Keeping all those guys on the active roster sopped up spots, which meant that the 49ers lost Trevis Gipson to the Panthers when they couldn’t elevate him permanently from the practice squad.

A football player in a San Francisco 49ers helmet and jersey number 17 is running on a grass field holding a football.
Rookie Jordan Watkins missed early weeks of the regular season with an injury that took longer to heal than the 49ers anticipated. | Source: Amber Pietz/The Standard

That’s a pretty minor player. But Gipson played solidly when he was elevated for a few games by the 49ers this year. He added depth. He didn’t get hurt. Now he’s gone and the 49ers are still scrambling for anybody to play the position.

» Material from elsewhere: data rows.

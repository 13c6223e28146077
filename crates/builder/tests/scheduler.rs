//! Scheduler behavior against a scripted in-memory runtime.

use async_trait::async_trait;
use kiln_builder::BuildScheduler;
use kiln_core::{BuildConfig, ImageRef, RegistryConfig};
use kiln_graph::{ImageGraph, ImageNode, select_matches};
use kiln_runtime::{BuildOutput, BuildRequest, ContainerRuntime, PushOutput, PushStatus};
use std::collections::HashSet;
use std::sync::{Arc, Mutex};
use std::time::Duration;
use tokio_util::sync::CancellationToken;

/// Runtime fake that records every call and fails or delays on request.
#[derive(Default)]
struct FakeRuntime {
    events: Mutex<Vec<String>>,
    fail_builds: HashSet<String>,
    fail_pushes: HashSet<String>,
    existing_pushes: HashSet<String>,
    build_delay: Duration,
}

impl FakeRuntime {
    fn events(&self) -> Vec<String> {
        self.events.lock().unwrap().clone()
    }

    fn record(&self, event: String) {
        self.events.lock().unwrap().push(event);
    }

    fn short_name(tag: &str) -> String {
        tag.parse::<ImageRef>().unwrap().name
    }
}

#[async_trait]
impl ContainerRuntime for FakeRuntime {
    async fn build(
        &self,
        request: &BuildRequest,
        _cancel: &CancellationToken,
    ) -> kiln_runtime::Result<BuildOutput> {
        let name = Self::short_name(&request.tag);
        self.record(format!("build-start:{name}"));
        if !self.build_delay.is_zero() {
            tokio::time::sleep(self.build_delay).await;
        }
        let success = !self.fail_builds.contains(&name);
        self.record(format!("build-end:{name}"));
        Ok(BuildOutput {
            success,
            exit_code: i32::from(!success),
        })
    }

    async fn push(
        &self,
        tag: &str,
        _cancel: &CancellationToken,
    ) -> kiln_runtime::Result<PushOutput> {
        let name = Self::short_name(tag);
        self.record(format!("push:{name}"));
        let status = if self.fail_pushes.contains(&name) {
            PushStatus::Failed
        } else if self.existing_pushes.contains(&name) {
            PushStatus::AlreadyExists
        } else {
            PushStatus::Pushed
        };
        Ok(PushOutput {
            status,
            exit_code: i32::from(status == PushStatus::Failed),
        })
    }

    async fn login(&self, registry: &RegistryConfig) -> kiln_runtime::Result<()> {
        self.record(format!("login:{}", registry.address));
        Ok(())
    }

    async fn list_local_images(&self) -> kiln_runtime::Result<Vec<String>> {
        Ok(Vec::new())
    }
}

/// base <- mid <- leaf
fn chain() -> ImageGraph {
    let mut graph = ImageGraph::new();
    for (name, base) in [
        ("base", None),
        ("mid", Some("acme/base")),
        ("leaf", Some("acme/mid")),
    ] {
        graph
            .insert(ImageNode::new(
                name,
                format!("acme/{name}:dev"),
                format!("/tmp/{name}/Dockerfile"),
                format!("/tmp/{name}"),
                base.map(|b| b.parse().unwrap()),
            ))
            .unwrap();
    }
    graph.link_parents("acme").unwrap();
    graph
}

fn config() -> BuildConfig {
    BuildConfig {
        namespace: "acme".to_string(),
        tag: "dev".to_string(),
        workers: 2,
        ..Default::default()
    }
}

fn position(events: &[String], needle: &str) -> usize {
    events
        .iter()
        .position(|event| event == needle)
        .unwrap_or_else(|| panic!("event '{needle}' missing from {events:?}"))
}

#[tokio::test]
async fn backfilled_ancestors_build_in_dependency_order() {
    let mut graph = chain();
    select_matches(&mut graph, &["leaf".to_string()], &HashSet::new(), true).unwrap();
    assert_eq!(graph.matched_names(), vec!["base", "mid", "leaf"]);

    let runtime = Arc::new(FakeRuntime::default());
    let scheduler = BuildScheduler::new(config(), runtime.clone());
    let summary = scheduler
        .run(&graph, &HashSet::new(), &CancellationToken::new())
        .await
        .unwrap();

    assert!(summary.success());
    assert_eq!(summary.build_succeeded, vec!["base", "mid", "leaf"]);

    // A node starts only after its parent reached a terminal state.
    let events = runtime.events();
    assert!(position(&events, "build-end:base") < position(&events, "build-start:mid"));
    assert!(position(&events, "build-end:mid") < position(&events, "build-start:leaf"));
}

#[tokio::test]
async fn failed_build_blocks_its_subtree() {
    let mut graph = chain();
    select_matches(&mut graph, &[], &HashSet::new(), true).unwrap();

    let runtime = Arc::new(FakeRuntime {
        fail_builds: ["base".to_string()].into_iter().collect(),
        ..Default::default()
    });
    let scheduler = BuildScheduler::new(config(), runtime.clone());
    let summary = scheduler
        .run(&graph, &HashSet::new(), &CancellationToken::new())
        .await
        .unwrap();

    assert!(!summary.success());
    assert_eq!(summary.build_failed, vec!["base"]);
    assert!(summary.build_succeeded.is_empty());

    let events = runtime.events();
    assert!(!events.iter().any(|e| e.contains("mid")));
    assert!(!events.iter().any(|e| e.contains("leaf")));
}

#[tokio::test]
async fn failure_does_not_cascade_to_siblings() {
    // base <- good, base <- bad; bad's failure must not block good.
    let mut graph = ImageGraph::new();
    for (name, base) in [
        ("base", None),
        ("bad", Some("acme/base")),
        ("good", Some("acme/base")),
    ] {
        graph
            .insert(ImageNode::new(
                name,
                format!("acme/{name}:dev"),
                format!("/tmp/{name}/Dockerfile"),
                format!("/tmp/{name}"),
                base.map(|b| b.parse().unwrap()),
            ))
            .unwrap();
    }
    graph.link_parents("acme").unwrap();
    select_matches(&mut graph, &[], &HashSet::new(), true).unwrap();

    let runtime = Arc::new(FakeRuntime {
        fail_builds: ["bad".to_string()].into_iter().collect(),
        ..Default::default()
    });
    let scheduler = BuildScheduler::new(config(), runtime.clone());
    let summary = scheduler
        .run(&graph, &HashSet::new(), &CancellationToken::new())
        .await
        .unwrap();

    assert_eq!(summary.build_failed, vec!["bad"]);
    assert_eq!(summary.build_succeeded, vec!["base", "good"]);
}

#[tokio::test]
async fn ready_descendants_are_rebuilt_when_cascade_is_on() {
    let mut graph = chain();
    let ready: HashSet<String> = ["mid".to_string()].into_iter().collect();
    select_matches(&mut graph, &["base".to_string()], &ready, true).unwrap();
    assert_eq!(graph.matched_names(), vec!["base"]);

    let runtime = Arc::new(FakeRuntime::default());
    let scheduler = BuildScheduler::new(config(), runtime.clone());
    let summary = scheduler
        .run(&graph, &ready, &CancellationToken::new())
        .await
        .unwrap();

    // mid was never requested but is ready and its parent was rebuilt.
    assert_eq!(summary.build_succeeded, vec!["base", "mid"]);

    let events = runtime.events();
    assert!(position(&events, "build-end:base") < position(&events, "build-start:mid"));
    // leaf is neither matched nor ready.
    assert!(!events.iter().any(|e| e.contains("leaf")));
    // mid was submitted exactly once.
    assert_eq!(
        events.iter().filter(|e| *e == "build-start:mid").count(),
        1
    );
}

#[tokio::test]
async fn ready_descendants_stay_untouched_when_cascade_is_off() {
    let mut graph = chain();
    let ready: HashSet<String> = ["mid".to_string()].into_iter().collect();
    select_matches(&mut graph, &["base".to_string()], &ready, true).unwrap();

    let mut config = config();
    config.cascade_descendants = false;
    let runtime = Arc::new(FakeRuntime::default());
    let scheduler = BuildScheduler::new(config, runtime.clone());
    let summary = scheduler
        .run(&graph, &ready, &CancellationToken::new())
        .await
        .unwrap();

    assert_eq!(summary.build_succeeded, vec!["base"]);
    assert!(!runtime.events().iter().any(|e| e.contains("mid")));
}

#[tokio::test]
async fn existing_layers_are_a_non_failing_push_outcome() {
    let mut graph = chain();
    select_matches(&mut graph, &[], &HashSet::new(), true).unwrap();

    let mut config = config();
    config.push = true;
    config.registry = Some(RegistryConfig {
        address: "registry.example.com:5000".to_string(),
        username: None,
        password: None,
        insecure: false,
    });

    let runtime = Arc::new(FakeRuntime {
        existing_pushes: ["base".to_string()].into_iter().collect(),
        ..Default::default()
    });
    let scheduler = BuildScheduler::new(config, runtime.clone());
    let summary = scheduler
        .run(&graph, &HashSet::new(), &CancellationToken::new())
        .await
        .unwrap();

    assert!(summary.success());
    assert_eq!(summary.push_exists, vec!["base"]);
    assert_eq!(summary.push_succeeded, vec!["leaf", "mid"]);

    // Login happens once, before any push.
    let events = runtime.events();
    assert_eq!(events[0], "login:registry.example.com:5000");
}

#[tokio::test]
async fn push_failure_does_not_block_children() {
    let mut graph = chain();
    select_matches(&mut graph, &[], &HashSet::new(), true).unwrap();

    let mut config = config();
    config.push = true;
    let runtime = Arc::new(FakeRuntime {
        fail_pushes: ["mid".to_string()].into_iter().collect(),
        ..Default::default()
    });
    let scheduler = BuildScheduler::new(config, runtime.clone());
    let summary = scheduler
        .run(&graph, &HashSet::new(), &CancellationToken::new())
        .await
        .unwrap();

    // mid's push failed but its build succeeded; leaf still builds.
    assert!(!summary.success());
    assert_eq!(summary.push_failed, vec!["mid"]);
    assert_eq!(summary.build_succeeded, vec!["base", "leaf", "mid"]);
}

#[tokio::test]
async fn failed_build_records_an_automatic_push_failure() {
    let mut graph = chain();
    select_matches(&mut graph, &["base".to_string()], &HashSet::new(), true).unwrap();

    let mut config = config();
    config.push = true;
    let runtime = Arc::new(FakeRuntime {
        fail_builds: ["base".to_string()].into_iter().collect(),
        ..Default::default()
    });
    let scheduler = BuildScheduler::new(config, runtime.clone());
    let summary = scheduler
        .run(&graph, &HashSet::new(), &CancellationToken::new())
        .await
        .unwrap();

    assert_eq!(summary.build_failed, vec!["base"]);
    assert_eq!(summary.push_failed, vec!["base"]);
    // No push call reached the runtime.
    assert!(!runtime.events().iter().any(|e| e.starts_with("push:")));
}

#[tokio::test]
async fn interruption_stops_new_submissions_but_reports_finished_work() {
    let mut graph = chain();
    select_matches(&mut graph, &[], &HashSet::new(), true).unwrap();

    let mut config = config();
    config.workers = 1;
    let runtime = Arc::new(FakeRuntime {
        build_delay: Duration::from_millis(150),
        ..Default::default()
    });
    let scheduler = BuildScheduler::new(config, runtime.clone());

    let cancel = CancellationToken::new();
    let canceller = cancel.clone();
    tokio::spawn(async move {
        tokio::time::sleep(Duration::from_millis(50)).await;
        canceller.cancel();
    });

    let summary = scheduler.run(&graph, &HashSet::new(), &cancel).await.unwrap();

    // base was in flight when the flag fired and was allowed to finish;
    // mid and leaf were never submitted.
    assert!(summary.interrupted);
    assert!(!summary.success());
    assert_eq!(summary.build_succeeded, vec!["base"]);
    assert!(summary.build_failed.is_empty());

    let events = runtime.events();
    assert!(events.contains(&"build-end:base".to_string()));
    assert!(!events.iter().any(|e| e.contains("mid")));
}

Also: Floyd, who, as is normal for him, has played every game for the Falcons so far this season, would look pretty good on the roster right now, wouldn’t he?

4. Once things have reset financially, it’s fair to wonder when the 49ers will get back to spending or trading big.

It should be relatively soon. I don’t think Lynch and Shanahan would have it any other way. And York has reliably spent a lot of cash in the past — the Javon Hargrave signing just a few years ago is frequently pointed out to me (and that it didn’t work is also pointed out).

I don’t expect York to be reckless about it. But I sure don’t expect him to spend another offseason letting so many veterans go and bringing in so few. You should only need to take your medicine once in a cycle.

Could the 49ers go after Hendrickson when he hits free agency this spring? Maybe not, but it shouldn’t be out of the question. Or a trade for Maxx Crosby? Trading some prime picks and picking up Laremy Tunsil’s huge contract in Washington if Adam Peters needs to do his own reset?

I’m not predicting that any of these will happen, only that we’re seeing what Year 1 of the 49ers’ reset looks like. Year 2 should be different. Or else why go through Year 1?